Goal of the exercise
For the data that follows, report how many lines contain the word "Bool", and nothing else.

Dataset entries:
use crate::errors::DEFAULT_FAILURE_MESSAGE;
use crate::handlers::submit_handlers::SUCCESS_MESSAGE;
use crate::routes::routes::app;
use crate::services::{
    AppState,
    submission_store::SubmissionStore,
    upload_service::UploadService,
    validation::{EMAIL_INVALID, MESSAGE_TOO_SHORT, NAME_REQUIRED},
};
use axum::http::StatusCode;
use axum_test::{
    TestResponse, TestServer,
    multipart::{MultipartForm, Part},
};
use serde_json::Value;
use std::path::{Path, PathBuf};
use tempfile::TempDir;
use tracing_subscriber::EnvFilter;

const VALID_MESSAGE: &str = "Hello, I would like to know more about your services.";

struct Harness {
    server: TestServer,
    state: AppState,
    upload_dir: PathBuf,
    db_path: PathBuf,
    _dir: TempDir,
}

async fn setup() -> Harness {
    let _ = tracing_subscriber::fmt()
        .with_env_filter(EnvFilter::new("form_intake=debug,tower_http=debug"))
        .with_test_writer()
        .try_init();

    let dir = tempfile::tempdir().unwrap();
    let upload_dir = dir.path().join("uploads");
    let db_path = dir.path().join("database.db");
    let public_dir = dir.path().join("public");
    std::fs::create_dir_all(&public_dir).unwrap();
    std::fs::write(public_dir.join("index.html"), "<h1>Contact us</h1>").unwrap();

    let uploads = UploadService::new(&upload_dir);
    uploads.ensure_dir().await.unwrap();
    let store = SubmissionStore::open(&db_path).await.unwrap();
    let state = AppState { store, uploads };

    let server = TestServer::new(app(state.clone(), &public_dir)).unwrap();
    Harness {
        server,
        state,
        upload_dir,
        db_path,
        _dir: dir,
    }
}

fn text_form(name: &str, email: &str, message: &str) -> MultipartForm {
    MultipartForm::new()
        .add_text("name", name)
        .add_text("email", email)
        .add_text("message", message)
}

fn file_part(filename: &str, mime: &str, size: usize) -> Part {
    Part::bytes(vec![b'x'; size])
        .file_name(filename)
        .mime_type(mime)
}

fn uploaded_files(dir: &Path) -> Vec<String> {
    std::fs::read_dir(dir)
        .unwrap()
        .map(|entry| entry.unwrap().file_name().to_string_lossy().into_owned())
        .collect()
}

fn errors_of(res: &TestResponse) -> Vec<String> {
    let body = res.json::<Value>();
    assert_eq!(body["success"], Value::Bool(false));
    serde_json::from_value(body["errors"].clone()).unwrap()
}

#[tokio::test]
async fn test_submit_without_attachment() {
    let h = setup().await;

    let res = h
        .server
        .post("/api/submit")
        .multipart(text_form("  Ada Lovelace ", "ada@example.com", VALID_MESSAGE))
        .await;
    assert_eq!(res.status_code(), StatusCode::OK);

    let body = res.json::<Value>();
    assert_eq!(body["success"], Value::Bool(true));
    assert_eq!(body["message"], SUCCESS_MESSAGE);
    let first_id = body["submissionId"].as_i64().unwrap();

    let row = h.state.store.get(first_id).await.unwrap().unwrap();
    assert_eq!(row.name, "Ada Lovelace");
    assert_eq!(row.email, "ada@example.com");
    assert_eq!(row.message, VALID_MESSAGE);
    assert_eq!(row.attachment_filename, None);
    assert_eq!(row.attachment_path, None);

    let res = h
        .server
        .post("/api/submit")
        .multipart(text_form("Grace", "grace@example.org", VALID_MESSAGE))
        .await;
    assert_eq!(res.status_code(), StatusCode::OK);
    let second_id = res.json::<Value>()["submissionId"].as_i64().unwrap();
    assert!(second_id > first_id);
    assert!(uploaded_files(&h.upload_dir).is_empty());
}

#[tokio::test]
async fn test_submit_with_pdf_attachment() {
    let h = setup().await;

    let form = text_form("Ada", "ada@example.com", VALID_MESSAGE)
        .add_part("attachment", file_part("report.pdf", "application/pdf", 1024));
    let res = h.server.post("/api/submit").multipart(form).await;
    assert_eq!(res.status_code(), StatusCode::OK);
    let id = res.json::<Value>()["submissionId"].as_i64().unwrap();

    let files = uploaded_files(&h.upload_dir);
    assert_eq!(files.len(), 1);
    assert!(files[0].ends_with("report.pdf"));
    let stored = h.upload_dir.join(&files[0]);
    assert_eq!(std::fs::metadata(&stored).unwrap().len(), 1024);

    let row = h.state.store.get(id).await.unwrap().unwrap();
    assert_eq!(row.attachment_filename.as_deref(), Some("report.pdf"));
    assert_eq!(row.attachment_path, Some(stored.display().to_string()));
}

#[tokio::test]
async fn test_oversize_attachment_is_rejected() {
    let h = setup().await;

    let form = text_form("Ada", "ada@example.com", VALID_MESSAGE)
        .add_part("attachment", file_part("big.png", "image/png", 6 * 1024 * 1024));
    let res = h.server.post("/api/submit").multipart(form).await;

    assert_eq!(res.status_code(), StatusCode::BAD_REQUEST);
    assert_eq!(errors_of(&res), vec!["File size must not exceed 5MB"]);
    assert_eq!(h.state.store.count().await.unwrap(), 0);
    assert!(uploaded_files(&h.upload_dir).is_empty());
}

#[tokio::test]
async fn test_invalid_fields_remove_written_attachment() {
    let h = setup().await;

    // The file arrives first, so it is on disk before validation runs.
    let form = MultipartForm::new()
        .add_part("attachment", file_part("photo.jpg", "image/jpeg", 2048))
        .add_text("name", "   ")
        .add_text("email", "ada@example.com")
        .add_text("message", VALID_MESSAGE);
    let res = h.server.post("/api/submit").multipart(form).await;

    assert_eq!(res.status_code(), StatusCode::BAD_REQUEST);
    assert_eq!(errors_of(&res), vec![NAME_REQUIRED]);
    assert_eq!(h.state.store.count().await.unwrap(), 0);
    assert!(uploaded_files(&h.upload_dir).is_empty());
}

#[tokio::test]
async fn test_all_violations_are_reported_in_order() {
    let h = setup().await;

    let res = h
        .server
        .post("/api/submit")
        .multipart(text_form("", "not-an-email", "too short"))
        .await;

    assert_eq!(res.status_code(), StatusCode::BAD_REQUEST);
    assert_eq!(
        errors_of(&res),
        vec![NAME_REQUIRED, EMAIL_INVALID, MESSAGE_TOO_SHORT]
    );
}

#[tokio::test]
async fn test_disallowed_content_type() {
    let h = setup().await;

    let form = text_form("Ada", "ada@example.com", VALID_MESSAGE)
        .add_part("attachment", file_part("script.sh", "text/x-shellscript", 64));
    let res = h.server.post("/api/submit").multipart(form).await;

    assert_eq!(res.status_code(), StatusCode::INTERNAL_SERVER_ERROR);
    assert_eq!(
        errors_of(&res),
        vec!["Invalid file type. Only PDF, JPG, and PNG files are allowed."]
    );
    assert_eq!(h.state.store.count().await.unwrap(), 0);
    assert!(uploaded_files(&h.upload_dir).is_empty());
}

#[tokio::test]
async fn test_second_attachment_is_rejected() {
    let h = setup().await;

    let form = text_form("Ada", "ada@example.com", VALID_MESSAGE)
        .add_part("attachment", file_part("one.pdf", "application/pdf", 128))
        .add_part("attachment", file_part("two.pdf", "application/pdf", 128));
    let res = h.server.post("/api/submit").multipart(form).await;

    assert_eq!(res.status_code(), StatusCode::BAD_REQUEST);
    assert_eq!(errors_of(&res), vec!["Only one attachment may be submitted"]);
    assert!(uploaded_files(&h.upload_dir).is_empty());
}

#[tokio::test]
async fn test_non_multipart_body_is_a_processing_fault() {
    let h = setup().await;

    let res = h
        .server
        .post("/api/submit")
        .json(&serde_json::json!({ "name": "Ada" }))
        .await;

    assert_eq!(res.status_code(), StatusCode::INTERNAL_SERVER_ERROR);
    let errors = errors_of(&res);
    assert_eq!(errors.len(), 1);
    assert_ne!(errors[0], DEFAULT_FAILURE_MESSAGE);
    assert!(!errors[0].is_empty());
}

#[tokio::test]
async fn test_submissions_survive_reload() {
    let h = setup().await;

    let mut returned = Vec::new();
    for i in 0..4 {
        let mut form = text_form(
            &format!("Sender {i}"),
            &format!("sender{i}@example.com"),
            VALID_MESSAGE,
        );
        if i % 2 == 0 {
            form = form.add_part("attachment", file_part(&format!("doc{i}.pdf"), "application/pdf", 512));
        }
        let res = h.server.post("/api/submit").multipart(form).await;
        assert_eq!(res.status_code(), StatusCode::OK);
        returned.push(res.json::<Value>()["submissionId"].as_i64().unwrap());
    }

    let reloaded = SubmissionStore::open(&h.db_path).await.unwrap();
    let rows = reloaded.all().await.unwrap();
    assert_eq!(rows.iter().map(|r| r.id).collect::<Vec<_>>(), returned);
    assert_eq!(rows, h.state.store.all().await.unwrap());
    assert_eq!(rows[0].attachment_filename.as_deref(), Some("doc0.pdf"));
    assert_eq!(rows[1].attachment_filename, None);
    assert_eq!(uploaded_files(&h.upload_dir).len(), 2);
}

#[tokio::test]
async fn test_health_and_static_files() {
    let h = setup().await;

    let res = h.server.get("/healthz").await;
    res.assert_status_ok();
    assert_eq!(res.json::<Value>()["ready"], Value::Bool(true));

    let res = h.server.get("/readyz").await;
    res.assert_status_ok();
    let body = res.json::<Value>();
    assert_eq!(body["ready"], Value::Bool(true));
    assert_eq!(body["submissions"], 0);
    assert!(body.get("problems").is_none());
    assert!(uploaded_files(&h.upload_dir).is_empty());

    let res = h.server.get("/").await;
    res.assert_status_ok();
    assert!(res.text().contains("Contact us"));

    let res = h.server.get("/missing.css").await;
    assert_eq!(res.status_code(), StatusCode::NOT_FOUND);
}

#[tokio::test]
async fn test_readiness_reports_missing_upload_dir() {
    let h = setup().await;
    std::fs::remove_dir(&h.upload_dir).unwrap();

    let res = h.server.get("/readyz").await;
    assert_eq!(res.status_code(), StatusCode::SERVICE_UNAVAILABLE);
    let body = res.json::<Value>();
    assert_eq!(body["ready"], Value::Bool(false));
    let problems = body["problems"].as_array().unwrap();
    assert_eq!(problems.len(), 1);
    assert!(problems[0].as_str().unwrap().starts_with("uploads directory"));
}

#[tokio::test]
async fn test_failed_save_returns_500_and_removes_attachment() {
    let h = setup().await;

    // A non-empty directory where the database image should go.
    std::fs::remove_file(&h.db_path).unwrap();
    std::fs::create_dir(&h.db_path).unwrap();
    std::fs::write(h.db_path.join("occupied"), b"x").unwrap();

    let form = text_form("Ada", "ada@example.com", VALID_MESSAGE)
        .add_part("attachment", file_part("report.pdf", "application/pdf", 1024));
    let res = h.server.post("/api/submit").multipart(form).await;

    assert_eq!(res.status_code(), StatusCode::INTERNAL_SERVER_ERROR);
    let errors = errors_of(&res);
    assert_eq!(errors.len(), 1);
    assert!(!errors[0].is_empty());
    assert_eq!(h.state.store.count().await.unwrap(), 0);
    assert!(uploaded_files(&h.upload_dir).is_empty());
}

Result
5